In our daily life, individuals encounter with various types of stress. Accumulation of daily life stress (chronic stress) often causes gastrointestinal symptoms and functional gastrointestinal diseases. Although some can adapt toward chronic stress, the adaptation mechanism against chronic stress remains unknown. Although acute stress delays gastric emptying and alters upper gastrointestinal motility, effects of chronic stress on gastric motility still remain unclear. We investigated the effects of acute (single stress) and chronic (repeated stress for 5 consecutive days) stress on solid gastric emptying and interdigestive gastroduodenal contractions in rats. It is well established that acute restraint stress inhibits solid gastric emptying via central corticotropin-releasing factor (CRF). To investigate whether the sensitivity to CRF is altered following chronic stress, CRF was administered intracisternally. Ghrelin is involved in regulating gastric emptying and upper gastrointestinal motility in rodents. The changes in plasma active ghrelin levels and mRNA expression in the stomach were studied following chronic stress.

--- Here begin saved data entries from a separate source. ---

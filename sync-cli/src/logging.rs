//! Logging setup: stdout plus an optional append-only log file

use anyhow::{Context, Result};
use std::path::Path;
use tracing_appender::{non_blocking::WorkerGuard, rolling};
use tracing_subscriber::{fmt, layer::SubscriberExt, util::SubscriberInitExt, EnvFilter};

/// Install the global subscriber.
///
/// `RUST_LOG` wins over `level` when set. The returned guard flushes the file
/// writer on drop and must live until the process exits.
pub fn init(level: &str, json: bool, log_file: Option<&Path>) -> Result<Option<WorkerGuard>> {
    let filter = EnvFilter::try_from_default_env()
        .or_else(|_| EnvFilter::try_new(format!("warn,replica_sync={}", level.to_lowercase())))
        .context("Invalid log filter")?;

    let stdout_text = (!json).then(|| fmt::layer().with_target(false));
    let stdout_json = json.then(|| fmt::layer().json().with_current_span(false));

    let (file_writer, guard) = match log_file {
        Some(path) => {
            let file_name = path
                .file_name()
                .with_context(|| format!("Log file path '{}' has no file name", path.display()))?;
            let directory = path
                .parent()
                .filter(|p| !p.as_os_str().is_empty())
                .unwrap_or_else(|| Path::new("."));
            std::fs::create_dir_all(directory)
                .with_context(|| format!("Cannot create log directory '{}'", directory.display()))?;

            let (writer, guard) = tracing_appender::non_blocking(rolling::never(directory, file_name));
            (Some(writer), Some(guard))
        }
        None => (None, None),
    };
    let file_text = file_writer
        .clone()
        .filter(|_| !json)
        .map(|writer| fmt::layer().with_ansi(false).with_writer(writer));
    let file_json = file_writer
        .filter(|_| json)
        .map(|writer| fmt::layer().json().with_writer(writer));

    tracing_subscriber::registry()
        .with(filter)
        .with(stdout_text)
        .with(stdout_json)
        .with(file_text)
        .with(file_json)
        .try_init()
        .context("Logging was already initialized")?;

    Ok(guard)
}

To evaluate the effects of chronic stress on the hypothalamus-pituitary-adrenal (HPA) axis, plasma corticosterone levels were also measured. Delayed gastric emptying observed in acute stress was completely restored following chronic stress. Acute stress abolished gastric phase III-like contractions, without affecting duodenal phase III-like contractions in the interdigestive state. Impaired gastric phase III-like contractions were also restored following chronic stress. Plasma ghrelin levels and ghrelin mRNA expression were increased significantly after chronic stress. Intracisternal injection of CRF delayed gastric emptying and impaired gastric motility in rats who received chronic stress. Plasma corticosterone concentrations were no more elevated following chronic stress. The restored gastric emptying following chronic stress was antagonized by the administration of ghrelin receptor antagonists. The adaptation mechanism may involve upregulation of ghrelin expression and attenuation of the HPA axis. In contrast, the sensitivity to central CRF remained unaltered following chronic stress in rats.